Forum OpenACS Development: Response to OpenACS wish-list

Collapse
Posted by Jerry Asher on
Kapil, I'm not exactly sure what you mean by "direct access to the index."

I think it's very important to have an interface where the indexing program has direct access to the databases.  As an experiment, last night I directed htDig to index the openacs bboards.  While I left all the spidering parameters at their default the result was that it took an hour an ten minutes to index 2898 documents.  So not only was spidering slow, but a spidering solution doesn't make it easy to perform incremental indexing.  I think a db driven search filter would make incremental indexing much much easier.  (The one difficulty with incremental indexing with all three of these programs is that none of the programs make it possible to delete from the index, so periodically, the entire index must be rebuilt to eliminate false positives.)

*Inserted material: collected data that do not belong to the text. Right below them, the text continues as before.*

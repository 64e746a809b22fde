//! Transfer progress reporting.
//!
//! Progress is an observability side effect. Capabilities report through a
//! [`ProgressSink`]; the CLI decides how (or whether) to render it.

use std::sync::Arc;

const MIB: u64 = 1024 * 1024;

/// Receiver of transfer progress events.
pub trait ProgressSink: Send + Sync {
    /// A transfer named `label` is starting; `total` is its size if known.
    fn start(&self, label: &str, total: Option<u64>);

    /// `downloaded` bytes of the current transfer are on disk.
    fn advance(&self, downloaded: u64);

    /// The current transfer ended (successfully or not).
    fn finish(&self);
}

/// Sink that discards every event.
#[derive(Debug, Default, Clone, Copy)]
pub struct NoopProgress;

impl ProgressSink for NoopProgress {
    fn start(&self, _label: &str, _total: Option<u64>) {}
    fn advance(&self, _downloaded: u64) {}
    fn finish(&self) {}
}

/// Shared handle to a sink.
pub type SharedProgress = Arc<dyn ProgressSink>;

/// Shared no-op sink.
pub fn noop_progress() -> SharedProgress {
    Arc::new(NoopProgress)
}

/// Forwards byte counts to a sink at whole-megabyte boundaries.
///
/// Also forwards the final count when it reaches the known total.
pub struct MegabyteTicker<'a> {
    sink: &'a dyn ProgressSink,
    total: Option<u64>,
    downloaded: u64,
    last_reported_mib: u64,
}

impl<'a> MegabyteTicker<'a> {
    /// Start a transfer on `sink`.
    pub fn start(sink: &'a dyn ProgressSink, label: &str, total: Option<u64>) -> Self {
        sink.start(label, total);
        Self {
            sink,
            total,
            downloaded: 0,
            last_reported_mib: 0,
        }
    }

    /// Record `bytes` more bytes on disk.
    pub fn add(&mut self, bytes: u64) {
        self.downloaded += bytes;
        let mib = self.downloaded / MIB;
        let complete = self.total.is_some_and(|t| self.downloaded >= t);
        if mib > self.last_reported_mib || complete {
            self.last_reported_mib = mib;
            self.sink.advance(self.downloaded);
        }
    }

    /// Bytes recorded so far.
    pub const fn downloaded(&self) -> u64 {
        self.downloaded
    }
}

impl Drop for MegabyteTicker<'_> {
    fn drop(&mut self) {
        self.sink.finish();
    }
}
//! Per-entry download state machine.
//!
//! ```text
//! Start -> CheckExisting -> { Skip | Redownload | Fetch } -> Verify -> { Success | FailCleanup }
//! ```
//!
//! A wildcard filename is first resolved by its source, and `CheckExisting`
//! runs against the resolved name.
//!
//! Every error is folded into [`DownloadOutcome::Failed`]; nothing here
//! aborts the batch.

use std::io::ErrorKind;
use std::path::{Path, PathBuf};

use artifetch_core::manifest::is_contained_relative;
use artifetch_core::{DownloadOutcome, FetchError, FetchResult, ManifestEntry, SkipReason, verify_checksum};
use artifetch_sources::SourceDispatcher;
use tracing::{error, info, warn};

/// Drives manifest entries to files under a destination root.
pub struct Orchestrator<'a> {
    dispatcher: &'a SourceDispatcher,
    models_dir: PathBuf,
}

/// What `CheckExisting` decided.
enum Existing {
    Accept(SkipReason),
    Fetch,
}

impl<'a> Orchestrator<'a> {
    /// Create an orchestrator writing under `models_dir`.
    pub fn new(dispatcher: &'a SourceDispatcher, models_dir: impl Into<PathBuf>) -> Self {
        Self {
            dispatcher,
            models_dir: models_dir.into(),
        }
    }

    /// Destination root.
    pub fn models_dir(&self) -> &Path {
        &self.models_dir
    }

    /// Run one entry to a terminal outcome.
    pub async fn process(&self, entry: &ManifestEntry) -> DownloadOutcome {
        let target = match self.plan_target(entry, &entry.filename) {
            Ok(target) => target,
            Err(error) => return Self::fail(entry, error),
        };

        match self.materialize(entry, &target).await {
            Ok(outcome) => outcome,
            Err(error) => {
                remove_empty_stub(&target).await;
                Self::fail(entry, error)
            }
        }
    }

    /// Target path of `filename` under the entry's subdir, refusing anything
    /// outside the destination root.
    fn plan_target(&self, entry: &ManifestEntry, filename: &str) -> FetchResult<PathBuf> {
        let relative = Path::new(&entry.subdir).join(filename);
        if !is_contained_relative(&relative) {
            return Err(FetchError::configuration(format!(
                "Target {} escapes the models directory",
                relative.display()
            )));
        }
        Ok(self.models_dir.join(relative))
    }

    async fn materialize(&self, entry: &ManifestEntry, target: &Path) -> FetchResult<DownloadOutcome> {
        let wildcard = entry.has_wildcard_filename();
        if !wildcard {
            if let Existing::Accept(reason) = check_existing(entry, target).await? {
                return Ok(skipped(target, reason));
            }
        }

        let fetcher = self.dispatcher.dispatch(entry.source)?;

        if wildcard {
            if let Some(name) = fetcher
                .resolve_filename(&entry.identifier, &entry.filename)
                .await?
            {
                info!("{} resolved to {name}", entry.filename);
                let resolved = self.plan_target(entry, &name)?;
                if let Existing::Accept(reason) = check_existing(entry, &resolved).await? {
                    return Ok(skipped(&resolved, reason));
                }
            }
        }
        let target_dir = entry.target_dir(&self.models_dir);
        tokio::fs::create_dir_all(&target_dir)
            .await
            .map_err(|e| FetchError::io(&format!("creating {}", target_dir.display()), &e))?;

        let path = fetcher
            .fetch(&entry.identifier, &entry.filename, &target_dir)
            .await?;

        if let Some(expected) = entry.checksum() {
            if !verify(&path, Some(expected)).await {
                remove_file(&path).await?;
                return Err(FetchError::checksum_mismatch(path, expected));
            }
        }

        let size = tokio::fs::metadata(&path)
            .await
            .map_err(|e| FetchError::io(&format!("reading {}", path.display()), &e))?
            .len();
        info!("Downloaded {} ({size} bytes)", path.display());

        Ok(DownloadOutcome::Downloaded { path, size })
    }

    fn fail(entry: &ManifestEntry, error: FetchError) -> DownloadOutcome {
        error!("Failed to download {}: {error}", entry.filename);
        DownloadOutcome::Failed { error }
    }
}

fn skipped(path: &Path, reason: SkipReason) -> DownloadOutcome {
    DownloadOutcome::Skipped {
        path: path.to_path_buf(),
        reason,
    }
}

async fn check_existing(entry: &ManifestEntry, target: &Path) -> FetchResult<Existing> {
    if !exists(target).await {
        return Ok(Existing::Fetch);
    }

    let name = target.file_name().unwrap_or_default().to_string_lossy();
    let Some(expected) = entry.checksum() else {
        info!("{name} already exists, skipping");
        return Ok(Existing::Accept(SkipReason::Unchecked));
    };

    if verify(target, Some(expected)).await {
        info!("{name} already exists with valid checksum");
        return Ok(Existing::Accept(SkipReason::Verified));
    }

    warn!("{name} exists but checksum mismatch, redownloading");
    remove_file(target).await?;
    Ok(Existing::Fetch)
}

/// Hash off the runtime thread so interrupts stay responsive.
async fn verify(path: &Path, expected: Option<&str>) -> bool {
    let path = path.to_path_buf();
    let expected = expected.map(str::to_string);
    tokio::task::spawn_blocking(move || verify_checksum(&path, expected.as_deref()))
        .await
        .unwrap_or(false)
}

async fn exists(path: &Path) -> bool {
    tokio::fs::try_exists(path).await.unwrap_or(false)
}

async fn remove_file(path: &Path) -> FetchResult<()> {
    match tokio::fs::remove_file(path).await {
        Ok(()) => Ok(()),
        Err(e) if e.kind() == ErrorKind::NotFound => Ok(()),
        Err(e) => Err(FetchError::io(&format!("removing {}", path.display()), &e)),
    }
}

/// An empty file left at the target would be taken as "already exists" next run.
async fn remove_empty_stub(target: &Path) {
    let Ok(meta) = tokio::fs::metadata(target).await else {
        return;
    };
    if meta.is_file() && meta.len() == 0 {
        if let Err(e) = tokio::fs::remove_file(target).await {
            warn!("Failed to remove empty file {}: {e}", target.display());
        }
    }
}
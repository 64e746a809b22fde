//! Terminal presentation.

pub mod progress;

pub use progress::CliProgressPrinter;
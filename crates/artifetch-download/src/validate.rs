//! Validate-only pass over a manifest.
//!
//! Applies the strict parser to every entry line and flags entries whose
//! target duplicates an earlier one. No network access, no writes.

use std::collections::HashMap;
use std::path::{Path, PathBuf};

use artifetch_core::{ManifestEntry, ParseError, parse_line_strict};
use tracing::{error, info};

use crate::manifest_file::{BatchError, entry_lines, read_manifest, relative_target};

/// Why a line failed validation.
#[derive(Debug, Clone, PartialEq, Eq)]
pub enum ValidationIssue {
    /// The line did not parse or failed a strict rule.
    Invalid(ParseError),
    /// The line's target is already claimed by an earlier line.
    DuplicateTarget {
        /// Line of the duplicate.
        line_num: usize,
        /// Line that first claimed the target.
        first_line: usize,
        /// Shared relative target.
        target: PathBuf,
    },
}

impl std::fmt::Display for ValidationIssue {
    fn fmt(&self, f: &mut std::fmt::Formatter<'_>) -> std::fmt::Result {
        match self {
            Self::Invalid(err) => write!(f, "{err}"),
            Self::DuplicateTarget {
                line_num,
                first_line,
                target,
            } => write!(
                f,
                "Line {line_num}: target {} duplicates line {first_line}",
                target.display()
            ),
        }
    }
}

/// Result of validating a whole manifest.
#[derive(Debug, Clone, Default)]
pub struct ValidationReport {
    /// Entries that passed.
    pub valid: Vec<ManifestEntry>,
    /// Lines that did not.
    pub issues: Vec<ValidationIssue>,
}

impl ValidationReport {
    /// Whether every entry line passed.
    pub fn is_valid(&self) -> bool {
        self.issues.is_empty()
    }

    /// Log each issue and the final verdict.
    pub fn log(&self) {
        for issue in &self.issues {
            error!("{issue}");
        }
        if self.is_valid() {
            info!("Manifest validation passed ({} valid entries)", self.valid.len());
        } else {
            error!(
                "Manifest validation failed: {} invalid entries ({} valid)",
                self.issues.len(),
                self.valid.len()
            );
        }
    }
}

/// Validate manifest text.
pub fn validate_content(content: &str) -> ValidationReport {
    let mut report = ValidationReport::default();
    let mut claimed: HashMap<PathBuf, usize> = HashMap::new();

    for (line_num, line) in entry_lines(content) {
        let entry = match parse_line_strict(line, line_num) {
            Ok(entry) => entry,
            Err(err) => {
                report.issues.push(ValidationIssue::Invalid(err));
                continue;
            }
        };

        if let Some(target) = relative_target(&entry) {
            if let Some(&first_line) = claimed.get(&target) {
                report.issues.push(ValidationIssue::DuplicateTarget {
                    line_num,
                    first_line,
                    target,
                });
                continue;
            }
            claimed.insert(target, line_num);
        }
        report.valid.push(entry);
    }

    report
}

/// Read and validate a manifest file.
pub fn validate_manifest(path: &Path) -> Result<ValidationReport, BatchError> {
    let content = read_manifest(path)?;
    Ok(validate_content(&content))
}

#[cfg(test)]
mod tests {
    use super::*;
    use artifetch_core::ParseErrorKind;

    #[test]
    fn test_one_malformed_one_valid() {
        let report = validate_content("org/repo|model.bin|checkpoints\nonly|two\n");
        assert!(!report.is_valid());
        assert_eq!(report.valid.len(), 1);
        assert_eq!(report.issues.len(), 1);
        match &report.issues[0] {
            ValidationIssue::Invalid(err) => {
                assert_eq!(err.line_num, 2);
                assert_eq!(err.kind, ParseErrorKind::TooFewFields { found: 2 });
            }
            other => panic!("Expected parse failure, got {other:?}"),
        }
    }

    #[test]
    fn test_strict_rules_apply() {
        let report = validate_content("justname|model.bin|checkpoints\norg/repo|sub/model.bin|x\n");
        assert_eq!(report.issues.len(), 2);
    }

    #[test]
    fn test_duplicate_target_is_reported() {
        let content = "org/a|model.bin|ckpt\n# comment\nr2|bucket/model.bin|model.bin|ckpt\n";
        let report = validate_content(content);

        assert_eq!(report.valid.len(), 1);
        assert_eq!(
            report.issues,
            vec![ValidationIssue::DuplicateTarget {
                line_num: 3,
                first_line: 1,
                target: PathBuf::from("ckpt/model.bin"),
            }]
        );
        assert!(report.issues[0].to_string().contains("duplicates line 1"));
    }

    #[test]
    fn test_registry_wildcards_never_collide() {
        let report = validate_content("civitai|1|auto|ckpt\ncivitai|2|auto|ckpt\n");
        assert!(report.is_valid());
    }

    #[test]
    fn test_empty_manifest_is_valid() {
        let report = validate_content("# nothing here\n\n");
        assert!(report.is_valid());
        assert!(report.valid.is_empty());
    }

    #[test]
    fn test_validate_manifest_does_not_touch_models_dir() {
        let dir = tempfile::tempdir().unwrap();
        let manifest = dir.path().join("models.txt");
        std::fs::write(&manifest, "org/repo|model.bin|checkpoints\n").unwrap();

        let report = validate_manifest(&manifest).unwrap();
        assert!(report.is_valid());
        assert!(!dir.path().join("checkpoints").exists());
    }
}
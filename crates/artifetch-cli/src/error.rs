//! CLI-specific error types and exit-code mapping.

use std::path::PathBuf;

use artifetch_download::BatchError;
use thiserror::Error;

/// Every entry succeeded, or the manifest validated.
pub const EXIT_SUCCESS: i32 = 0;
/// Any failure.
pub const EXIT_FAILURE: i32 = 1;
/// Interrupted by the user (128 + SIGINT).
pub const EXIT_INTERRUPTED: i32 = 130;

/// CLI-specific error type.
#[derive(Debug, Error)]
pub enum CliError {
    /// The manifest could not be read.
    #[error(transparent)]
    Batch(#[from] BatchError),

    /// The destination root could not be created.
    #[error("Failed to create models directory {}: {message}", .path.display())]
    ModelsDir {
        /// Requested destination root.
        path: PathBuf,
        /// Underlying failure.
        message: String,
    },

    /// At least one entry failed.
    #[error("{failed} model(s) failed to download")]
    DownloadsFailed {
        /// Number of failed entries, parse failures included.
        failed: usize,
    },

    /// Validate-only mode found invalid entries.
    #[error("Manifest validation failed: {invalid} invalid entries")]
    ValidationFailed {
        /// Number of invalid entry lines.
        invalid: usize,
    },

    /// The user pressed Ctrl-C.
    #[error("Download interrupted by user")]
    Interrupted,
}

impl CliError {
    /// Map error to the process exit code.
    pub const fn exit_code(&self) -> i32 {
        match self {
            Self::Interrupted => EXIT_INTERRUPTED,
            Self::Batch(_)
            | Self::ModelsDir { .. }
            | Self::DownloadsFailed { .. }
            | Self::ValidationFailed { .. } => EXIT_FAILURE,
        }
    }
}

#[cfg(test)]
mod tests {
    use super::*;

    #[test]
    fn test_exit_codes() {
        assert_eq!(CliError::Interrupted.exit_code(), 130);
        assert_eq!(CliError::DownloadsFailed { failed: 2 }.exit_code(), 1);
        assert_eq!(CliError::ValidationFailed { invalid: 1 }.exit_code(), 1);
        let missing = CliError::from(BatchError::ManifestNotFound {
            path: PathBuf::from("models.txt"),
        });
        assert_eq!(missing.exit_code(), 1);
        assert!(missing.to_string().contains("not found"));
    }
}
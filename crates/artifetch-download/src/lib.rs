#![doc = include_str!("../README.md")]
#![deny(unused_crate_dependencies)]

pub mod batch;
pub mod manifest_file;
pub mod orchestrator;
pub mod validate;

pub use batch::{BatchRunner, BatchSummary};
pub use manifest_file::{BatchError, entry_lines, read_manifest};
pub use orchestrator::Orchestrator;
pub use validate::{ValidationIssue, ValidationReport, validate_content, validate_manifest};

// Used by the integration tests only
#[cfg(test)]
use bytes as _;
#[cfg(test)]
use futures_util as _;
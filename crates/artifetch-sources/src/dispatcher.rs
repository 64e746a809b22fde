//! Maps a manifest entry's source to the capability that fetches it.

use std::collections::HashMap;
use std::path::Path;
use std::sync::Arc;

use artifetch_core::{FetchConfig, FetchError, FetchResult, SharedProgress, Source, SourceFetcher};
use tracing::warn;

use crate::huggingface::HuggingFaceFetcher;
use crate::object_storage::{ObjectStorageFetcher, R2Client};
use crate::registry::{ModelRegistryFetcher, RegistryClientConfig};

/// Registered fetch capabilities, keyed by source.
///
/// A source can be known but disabled (for example object storage without
/// credentials); dispatching to it is a configuration error rather than an
/// unsupported source.
#[derive(Default)]
pub struct SourceDispatcher {
    fetchers: HashMap<Source, Arc<dyn SourceFetcher>>,
    disabled: HashMap<Source, String>,
}

impl SourceDispatcher {
    /// Create an empty dispatcher.
    pub fn new() -> Self {
        Self::default()
    }

    /// Build the production capabilities from the startup configuration.
    ///
    /// `interactive` lets the hf-hub client draw its own progress bar.
    pub fn from_config(
        config: &FetchConfig,
        models_dir: &Path,
        progress: &SharedProgress,
        interactive: bool,
    ) -> Self {
        let mut dispatcher = Self::new().with_fetcher(Arc::new(
            HuggingFaceFetcher::new(config.hf_token.clone(), models_dir).with_progress(interactive),
        ));

        match &config.object_storage {
            Some(storage) => {
                dispatcher = dispatcher.with_fetcher(Arc::new(ObjectStorageFetcher::new(
                    Box::new(R2Client::new(storage.clone())),
                    storage.default_bucket.clone(),
                    Arc::clone(progress),
                )));
            }
            None => {
                dispatcher = dispatcher.with_disabled(
                    Source::ObjectStorage,
                    "R2 client not configured. Set R2_ACCESS_KEY_ID, R2_SECRET_ACCESS_KEY, R2_ACCOUNT_ID environment variables",
                );
            }
        }

        let registry_config = RegistryClientConfig::new().with_optional_token(config.civitai_token.clone());
        match ModelRegistryFetcher::from_config(&registry_config, Arc::clone(progress)) {
            Ok(fetcher) => dispatcher = dispatcher.with_fetcher(Arc::new(fetcher)),
            Err(e) => {
                warn!("CivitAI source disabled: {e}");
                dispatcher = dispatcher.with_disabled(Source::ModelRegistry, e.to_string());
            }
        }

        dispatcher
    }

    /// Register a capability under the source it reports.
    #[must_use]
    pub fn with_fetcher(mut self, fetcher: Arc<dyn SourceFetcher>) -> Self {
        let source = fetcher.source();
        self.disabled.remove(&source);
        self.fetchers.insert(source, fetcher);
        self
    }

    /// Mark a source as known but unusable.
    #[must_use]
    pub fn with_disabled(mut self, source: Source, reason: impl Into<String>) -> Self {
        self.fetchers.remove(&source);
        self.disabled.insert(source, reason.into());
        self
    }

    /// The capability for `source`.
    pub fn dispatch(&self, source: Source) -> FetchResult<&dyn SourceFetcher> {
        if let Some(fetcher) = self.fetchers.get(&source) {
            return Ok(fetcher.as_ref());
        }
        if let Some(reason) = self.disabled.get(&source) {
            return Err(FetchError::configuration(reason.clone()));
        }
        Err(FetchError::UnsupportedSource {
            tag: source.tag().to_string(),
            supported: self.supported().join(", "),
        })
    }

    /// Tags of the sources that can currently be dispatched, in canonical order.
    pub fn supported(&self) -> Vec<&'static str> {
        Source::ALL
            .iter()
            .filter(|s| self.fetchers.contains_key(*s))
            .map(|s| s.tag())
            .collect()
    }
}

impl std::fmt::Debug for SourceDispatcher {
    fn fmt(&self, f: &mut std::fmt::Formatter<'_>) -> std::fmt::Result {
        f.debug_struct("SourceDispatcher")
            .field("supported", &self.supported())
            .field("disabled", &self.disabled)
            .finish()
    }
}
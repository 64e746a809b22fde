//! SHA-256 content verification for downloaded artifacts.

use std::fs::File;
use std::io::{self, Read};
use std::path::Path;

use sha2::{Digest, Sha256};
use tracing::{debug, error, info};

const CHUNK_SIZE: usize = 1024 * 1024;
const DISPLAY_PREFIX: usize = 16;

/// Compute the SHA-256 of a file, read in fixed-size chunks.
///
/// Returns the digest as a lowercase hexadecimal string.
pub fn sha256_file(path: &Path) -> io::Result<String> {
    let mut file = File::open(path)?;
    let mut hasher = Sha256::new();
    let mut buffer = vec![0u8; CHUNK_SIZE];

    loop {
        let n = file.read(&mut buffer)?;
        if n == 0 {
            break;
        }
        hasher.update(&buffer[..n]);
    }

    Ok(format!("{:x}", hasher.finalize()))
}

/// Verify a file against an expected digest.
///
/// An absent expectation always passes. I/O errors while hashing count as
/// a failed verification.
pub fn verify_checksum(path: &Path, expected: Option<&str>) -> bool {
    let Some(expected) = expected else {
        return true;
    };

    let name = path.file_name().map_or_else(
        || path.display().to_string(),
        |n| n.to_string_lossy().into_owned(),
    );
    debug!(file = %name, "Verifying checksum");

    match sha256_file(path) {
        Ok(actual) if actual.eq_ignore_ascii_case(expected.trim()) => {
            info!(file = %name, "Checksum verified: {}...", short(expected));
            true
        }
        Ok(actual) => {
            error!(
                file = %name,
                "Checksum mismatch! Expected: {}..., Got: {}...",
                short(expected),
                short(&actual)
            );
            false
        }
        Err(e) => {
            error!(file = %name, "Checksum verification failed: {e}");
            false
        }
    }
}

fn short(digest: &str) -> &str {
    digest.get(..DISPLAY_PREFIX).unwrap_or(digest)
}
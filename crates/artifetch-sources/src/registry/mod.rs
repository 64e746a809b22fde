//! Model registry capability (`CivitAI`).
//!
//! Two-step protocol: query the model's metadata, pick one file from its
//! versions, then stream that file to disk. Both steps run under their own
//! bounded retry policy.

mod config;
mod http;
mod models;
mod select;

use std::path::{Path, PathBuf};
use std::sync::Mutex;

use artifetch_core::manifest::is_contained_relative;
use artifetch_core::{
    FetchError, FetchResult, RetryPolicy, SharedProgress, Source, SourceFetcher, retry_with_backoff,
};
use async_trait::async_trait;
use tracing::info;

use crate::transfer::{partial_path, remove_partial, write_body};

pub use config::RegistryClientConfig;
pub use http::{RegistryBackend, ReqwestRegistryBackend};
pub use models::{RegistryFile, RegistryModel, RegistryVersion};
pub use select::{available_files, select_file};

/// Fetches files listed in a registry model's metadata.
pub struct ModelRegistryFetcher<B> {
    backend: B,
    metadata_retry: RetryPolicy,
    download_retry: RetryPolicy,
    progress: SharedProgress,
    resolved: Mutex<Option<Resolved>>,
}

/// The last selection made by `resolve_filename`, reused by the next fetch.
struct Resolved {
    identifier: String,
    requested: String,
    file: RegistryFile,
}

impl ModelRegistryFetcher<ReqwestRegistryBackend> {
    /// Create a fetcher talking to the real registry.
    pub fn from_config(config: &RegistryClientConfig, progress: SharedProgress) -> FetchResult<Self> {
        let backend = ReqwestRegistryBackend::new(config)?;
        Ok(Self::new(backend, config, progress))
    }
}

impl<B: RegistryBackend> ModelRegistryFetcher<B> {
    /// Create a fetcher over any backend, taking retry policies from `config`.
    pub const fn new(backend: B, config: &RegistryClientConfig, progress: SharedProgress) -> Self {
        Self {
            backend,
            metadata_retry: config.metadata_retry,
            download_retry: config.download_retry,
            progress,
            resolved: Mutex::new(None),
        }
    }

    /// The underlying backend.
    pub const fn backend(&self) -> &B {
        &self.backend
    }

    async fn query_model(&self, model_id: &str) -> FetchResult<RegistryModel> {
        info!("Fetching CivitAI model info: {model_id}");
        retry_with_backoff(self.metadata_retry, "Model info request", |_| {
            self.backend.get_model(model_id)
        })
        .await
    }

    async fn download(&self, file: &RegistryFile, target: &Path) -> FetchResult<u64> {
        let size_hint = file.size_hint();
        info!(
            "Downloading from CivitAI: {} ({} bytes)",
            file.name,
            size_hint.unwrap_or(0)
        );

        retry_with_backoff(self.download_retry, "Download", |attempt| async move {
            if attempt > 1 {
                remove_partial(&partial_path(target)).await;
            }
            let body = self.backend.open_download(&file.download_url).await?;
            write_body(body, target, &file.name, size_hint, self.progress.as_ref()).await
        })
        .await
    }

    /// Query metadata and pick the file `filename` designates.
    async fn select(&self, identifier: &str, filename: &str) -> FetchResult<RegistryFile> {
        let model = self.query_model(identifier).await?;

        let file = select_file(&model, filename).ok_or_else(|| {
            FetchError::not_found(format!(
                "File '{filename}' not found. Available files: [{}]",
                available_files(&model).join(", ")
            ))
        })?;

        // Remote names replace the requested one; keep them inside the target dir.
        if file.name.is_empty()
            || file.name.contains(['/', '\\'])
            || !is_contained_relative(Path::new(&file.name))
        {
            return Err(FetchError::configuration(format!(
                "Registry returned unsafe filename '{}'",
                file.name
            )));
        }

        Ok(file.clone())
    }

    /// Take the selection cached for exactly these arguments, if any.
    fn take_resolved(&self, identifier: &str, filename: &str) -> Option<RegistryFile> {
        let mut slot = self.resolved.lock().ok()?;
        match slot.take() {
            Some(r) if r.identifier == identifier && r.requested == filename => Some(r.file),
            _ => None,
        }
    }
}

#[async_trait]
impl<B: RegistryBackend> SourceFetcher for ModelRegistryFetcher<B> {
    fn source(&self) -> Source {
        Source::ModelRegistry
    }

    async fn fetch(
        &self,
        identifier: &str,
        filename: &str,
        destination_dir: &Path,
    ) -> FetchResult<PathBuf> {
        let file = match self.take_resolved(identifier, filename) {
            Some(file) => file,
            None => self.select(identifier, filename).await?,
        };

        let target = destination_dir.join(&file.name);
        self.download(&file, &target).await?;
        Ok(target)
    }

    async fn resolve_filename(
        &self,
        identifier: &str,
        filename: &str,
    ) -> FetchResult<Option<String>> {
        let file = self.select(identifier, filename).await?;
        let name = file.name.clone();
        if let Ok(mut slot) = self.resolved.lock() {
            *slot = Some(Resolved {
                identifier: identifier.to_string(),
                requested: filename.to_string(),
                file,
            });
        }
        Ok(Some(name))
    }
}
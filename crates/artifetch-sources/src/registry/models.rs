//! Registry API response shapes.
//!
//! Only the fields file selection needs are deserialized; everything else
//! in the payload is ignored.

use serde::Deserialize;

/// A model with its published versions, newest first.
#[derive(Debug, Clone, Default, Deserialize)]
#[serde(rename_all = "camelCase")]
pub struct RegistryModel {
    #[serde(default)]
    pub model_versions: Vec<RegistryVersion>,
}

/// One published version of a model.
#[derive(Debug, Clone, Deserialize)]
pub struct RegistryVersion {
    #[serde(default = "unknown_version")]
    pub name: String,
    #[serde(default)]
    pub files: Vec<RegistryFile>,
}

fn unknown_version() -> String {
    "Unknown".to_string()
}

/// A downloadable file of a version.
#[derive(Debug, Clone, Deserialize)]
#[serde(rename_all = "camelCase")]
pub struct RegistryFile {
    #[serde(default)]
    pub name: String,
    pub download_url: String,
    #[serde(default)]
    pub primary: Option<bool>,
    #[serde(default, rename = "sizeKB")]
    pub size_kb: Option<f64>,
}

impl RegistryFile {
    /// Whether the registry flags this file as the version's primary file.
    pub fn is_primary(&self) -> bool {
        self.primary.unwrap_or(false)
    }

    /// Size advertised by the registry, in bytes.
    #[allow(clippy::cast_possible_truncation, clippy::cast_sign_loss)]
    pub fn size_hint(&self) -> Option<u64> {
        self.size_kb
            .filter(|kb| kb.is_finite() && *kb > 0.0)
            .map(|kb| (kb * 1024.0) as u64)
    }
}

The htdig spidering solution is fine for sites where the searchable content doesn't change frequently, but I would probably want something better for a site with active bboards or wps.

(Other statistics from that experiment: using 20% of the CPU (one PIII 500), it looked through a million words finding about 60,000 unique words.  It built a 700K index, and a 1.2M excerpts database.  When I get a chance, I will open up that htDig index so that everyone can play with it and with no disparagement towards Don, it is a much more powerful interface than the standard out of the box search solution.  (Example, I can easily search for threads containing adida but not mello.)

That said, I don't care whether the searching program runs embedded with AOLserver or as an external process.  I started cobbling together a SWISH-E AOLserver module, but my intention was STILL to run that as a separate AOLserver.  Mainly I was using the AOLserver to get cheap and quick daemon, chroot, threading solution that can be controlled with tcl scripts and scheduled procs.  (I also figure that a nice extension to SWISH-E, SWISH++, or htDig would be to expose the search interface as either a) separate webserver, b) socket driven, c) XML-RPC search engine.)

I believe it is possible to design a process in which authors created abstracts and stored them in meta keywords that either of these three search engines can get to.  htDig will make excerpts on the fly, meaning that what it returns as the excerpt contains at least one of the search items. Again, user preference as to which is better.